An international crime expert has labeled London the center of international money laundering, saying the city's major banks disregard the anti-money laundering regulation that at the same time burdens FinTech startups.

Roberto Saviano — the author of the popular crime investigation books “Gomorrah” and “Zero Zero Zero,” dealing with the Italian mafia and the cocaine trade, respectively — made the comment in an interview on July 4.

In June, the UK's National Crime Agency published a report on the state of 'Serious and Organized Crime' in the country, which described how money laundering could impact London's reputation as an international financial capital. The report said:

“In many cases, the crime is enabled by corruption; at the macro level this can undermine inward investment in the UK and, like money laundering, jeopardise the integrity of the UK as an international financial centre.”

UK's National Crime Agency

Speaking to the Observer on Sunday, Saviano said that “UK banks and financial services have ignored so-called ‘know your customer’ rules designed to curb criminals’ abilities to launder the proceeds of crime.” These anti-money laundering (AML) rules are the same set of regulations that have made it hard for digital currency companies to thrive while working to remain compliant the world over.

Unlike the major UK banks, however, digital currency businesses have repeatedly been hit by authorities over failures to fulfill their AML requirements. Charlie Shrem the ex-CEO of BitInstant faces two years in jail following a prosecution for facilitating unlicensed money transmission.

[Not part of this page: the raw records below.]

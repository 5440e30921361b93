use phf::phf_map;
use std::fmt;
use std::str::FromStr;
use thiserror::Error;

/// Static data for a single chemical element.
#[derive(Debug, Clone, Copy, PartialEq)]
pub struct Element {
    /// Atomic number (Z).
    pub number: u8,
    /// IUPAC symbol with canonical capitalisation.
    pub symbol: &'static str,
    /// Standard atomic mass in Daltons.
    pub mass: f64,
    /// Single-bond covalent radius in Angstroms (Cordero et al., 2008).
    pub covalent_radius: f64,
    /// Pauling electronegativity, absent for the noble gases.
    pub electronegativity: Option<f64>,
}

const fn el(
    number: u8,
    symbol: &'static str,
    mass: f64,
    covalent_radius: f64,
    electronegativity: Option<f64>,
) -> Element {
    Element {
        number,
        symbol,
        mass,
        covalent_radius,
        electronegativity,
    }
}

// Sorted by atomic number; `by_number` relies on this ordering.
static ELEMENTS: [Element; 51] = [
    el(1, "H", 1.008, 0.31, Some(2.20)),
    el(2, "He", 4.0026, 0.28, None),
    el(3, "Li", 6.94, 1.28, Some(0.98)),
    el(4, "Be", 9.0122, 0.96, Some(1.57)),
    el(5, "B", 10.81, 0.84, Some(2.04)),
    el(6, "C", 12.011, 0.76, Some(2.55)),
    el(7, "N", 14.007, 0.71, Some(3.04)),
    el(8, "O", 15.999, 0.66, Some(3.44)),
    el(9, "F", 18.998, 0.57, Some(3.98)),
    el(10, "Ne", 20.180, 0.58, None),
    el(11, "Na", 22.990, 1.66, Some(0.93)),
    el(12, "Mg", 24.305, 1.41, Some(1.31)),
    el(13, "Al", 26.982, 1.21, Some(1.61)),
    el(14, "Si", 28.085, 1.11, Some(1.90)),
    el(15, "P", 30.974, 1.07, Some(2.19)),
    el(16, "S", 32.06, 1.05, Some(2.58)),
    el(17, "Cl", 35.45, 1.02, Some(3.16)),
    el(18, "Ar", 39.948, 1.06, None),
    el(19, "K", 39.098, 2.03, Some(0.82)),
    el(20, "Ca", 40.078, 1.76, Some(1.00)),
    el(21, "Sc", 44.956, 1.70, Some(1.36)),
    el(22, "Ti", 47.867, 1.60, Some(1.54)),
    el(23, "V", 50.942, 1.53, Some(1.63)),
    el(24, "Cr", 51.996, 1.39, Some(1.66)),
    el(25, "Mn", 54.938, 1.39, Some(1.55)),
    el(26, "Fe", 55.845, 1.32, Some(1.83)),
    el(27, "Co", 58.933, 1.26, Some(1.88)),
    el(28, "Ni", 58.693, 1.24, Some(1.91)),
    el(29, "Cu", 63.546, 1.32, Some(1.90)),
    el(30, "Zn", 65.38, 1.22, Some(1.65)),
    el(31, "Ga", 69.723, 1.22, Some(1.81)),
    el(32, "Ge", 72.630, 1.20, Some(2.01)),
    el(33, "As", 74.922, 1.19, Some(2.18)),
    el(34, "Se", 78.971, 1.20, Some(2.55)),
    el(35, "Br", 79.904, 1.20, Some(2.96)),
    el(36, "Kr", 83.798, 1.16, Some(3.00)),
    el(42, "Mo", 95.95, 1.54, Some(2.16)),
    el(44, "Ru", 101.07, 1.46, Some(2.20)),
    el(45, "Rh", 102.91, 1.42, Some(2.28)),
    el(46, "Pd", 106.42, 1.39, Some(2.20)),
    el(47, "Ag", 107.87, 1.45, Some(1.93)),
    el(48, "Cd", 112.41, 1.44, Some(1.69)),
    el(50, "Sn", 118.71, 1.39, Some(1.96)),
    el(74, "W", 183.84, 1.62, Some(2.36)),
    el(75, "Re", 186.21, 1.51, Some(1.90)),
    el(76, "Os", 190.23, 1.44, Some(2.20)),
    el(77, "Ir", 192.22, 1.41, Some(2.20)),
    el(78, "Pt", 195.08, 1.36, Some(2.28)),
    el(79, "Au", 196.97, 1.36, Some(2.54)),
    el(80, "Hg", 200.59, 1.32, Some(2.00)),
    el(82, "Pb", 207.2, 1.46, Some(2.33)),
];

static SYMBOL_INDEX: phf::Map<&'static str, usize> = phf_map! {
    "H" => 0, "He" => 1, "Li" => 2, "Be" => 3, "B" => 4, "C" => 5, "N" => 6, "O" => 7,
    "F" => 8, "Ne" => 9, "Na" => 10, "Mg" => 11, "Al" => 12, "Si" => 13, "P" => 14,
    "S" => 15, "Cl" => 16, "Ar" => 17, "K" => 18, "Ca" => 19, "Sc" => 20, "Ti" => 21,
    "V" => 22, "Cr" => 23, "Mn" => 24, "Fe" => 25, "Co" => 26, "Ni" => 27, "Cu" => 28,
    "Zn" => 29, "Ga" => 30, "Ge" => 31, "As" => 32, "Se" => 33, "Br" => 34, "Kr" => 35,
    "Mo" => 36, "Ru" => 37, "Rh" => 38, "Pd" => 39, "Ag" => 40, "Cd" => 41, "Sn" => 42,
    "W" => 43, "Re" => 44, "Os" => 45, "Ir" => 46, "Pt" => 47, "Au" => 48, "Hg" => 49,
    "Pb" => 50,
};

#[derive(Debug, Error, Clone, PartialEq)]
pub enum ElementError {
    #[error("Unknown element symbol: '{0}'")]
    UnknownSymbol(String),
    #[error("Unknown atomic number: {0}")]
    UnknownNumber(u8),
    #[error("Unknown atomic property: '{0}'")]
    UnknownProperty(String),
    #[error("Element {symbol} has no tabulated {property}")]
    MissingProperty {
        symbol: &'static str,
        property: AtomicProperty,
    },
}

impl Element {
    /// Looks up an element by symbol.
    ///
    /// The lookup tolerates lower- or upper-case input (`"cu"`, `"CU"` and `"Cu"` all
    /// resolve to copper).
    pub fn by_symbol(symbol: &str) -> Result<&'static Element, ElementError> {
        let trimmed = symbol.trim();
        let mut chars = trimmed.chars();
        let canonical: String = match chars.next() {
            Some(first) => first
                .to_uppercase()
                .chain(chars.flat_map(|c| c.to_lowercase()))
                .collect(),
            None => String::new(),
        };
        SYMBOL_INDEX
            .get(canonical.as_str())
            .map(|&idx| &ELEMENTS[idx])
            .ok_or_else(|| ElementError::UnknownSymbol(trimmed.to_string()))
    }

    /// Looks up an element by atomic number.
    pub fn by_number(number: u8) -> Result<&'static Element, ElementError> {
        ELEMENTS
            .binary_search_by_key(&number, |e| e.number)
            .map(|idx| &ELEMENTS[idx])
            .map_err(|_| ElementError::UnknownNumber(number))
    }

    /// Returns the value of the requested atomic property.
    pub fn property(&self, property: AtomicProperty) -> Result<f64, ElementError> {
        match property {
            AtomicProperty::AtomicNumber => Ok(self.number as f64),
            AtomicProperty::Mass => Ok(self.mass),
            AtomicProperty::CovalentRadius => Ok(self.covalent_radius),
            AtomicProperty::Electronegativity => {
                self.electronegativity
                    .ok_or(ElementError::MissingProperty {
                        symbol: self.symbol,
                        property,
                    })
            }
        }
    }
}

/// Per-atom properties that can weight graph fingerprints.
#[derive(Debug, Clone, Copy, PartialEq, Eq, Hash, PartialOrd, Ord)]
pub enum AtomicProperty {
    AtomicNumber,
    Mass,
    CovalentRadius,
    Electronegativity,
}

impl AtomicProperty {
    pub fn as_str(&self) -> &'static str {
        match self {
            AtomicProperty::AtomicNumber => "atomic-number",
            AtomicProperty::Mass => "mass",
            AtomicProperty::CovalentRadius => "covalent-radius",
            AtomicProperty::Electronegativity => "electronegativity",
        }
    }
}

impl fmt::Display for AtomicProperty {
    fn fmt(&self, f: &mut fmt::Formatter<'_>) -> fmt::Result {
        f.write_str(self.as_str())
    }
}

impl FromStr for AtomicProperty {
    type Err = ElementError;

    /// Parses a property name; case-insensitive, accepting `-`, `_` or no separator.
    fn from_str(s: &str) -> Result<Self, Self::Err> {
        let normalized: String = s
            .to_ascii_lowercase()
            .chars()
            .filter(|c| *c != '-' && *c != '_')
            .collect();
        match normalized.as_str() {
            "atomicnumber" | "z" => Ok(AtomicProperty::AtomicNumber),
            "mass" | "atomicmass" | "atomicweight" => Ok(AtomicProperty::Mass),
            "covalentradius" => Ok(AtomicProperty::CovalentRadius),
            "electronegativity" | "paulingelectronegativity" => {
                Ok(AtomicProperty::Electronegativity)
            }
            _ => Err(ElementError::UnknownProperty(s.to_string())),
        }
    }
}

Cointelegraph spoke to Danial Daychopan, CEO of LazyPay, a London-based digital currency merchant payment processing platform, about the AML regulations that they also face. The startup has had to meet complex requirements to qualify for a UK Money Services Business license. Daychopan told CT about his frustration as a FinTech company trying to meet what he sees as outdated rules:

"In the past year, large banks have received public backlash after they were found violating AML regulations. It's not just banks who have been hit hard for not doing due diligence in this area. Unfortunately, most Bitcoin companies have to jump through these same hoops, but we have hope for noncustodial businesses not having to comply with these archaic regulations."

In 2012, HSBC was forced to pay out US$1.9 billion in fines following what investigators described as a “blatant failure” to implement the AML regulations allowing “at least $881m in drug trafficking money [to be] laundered throughout the bank's accounts.” The bank more recently, in June, also had to pay US$44 million in fines to the Swiss banking authority over similar charges.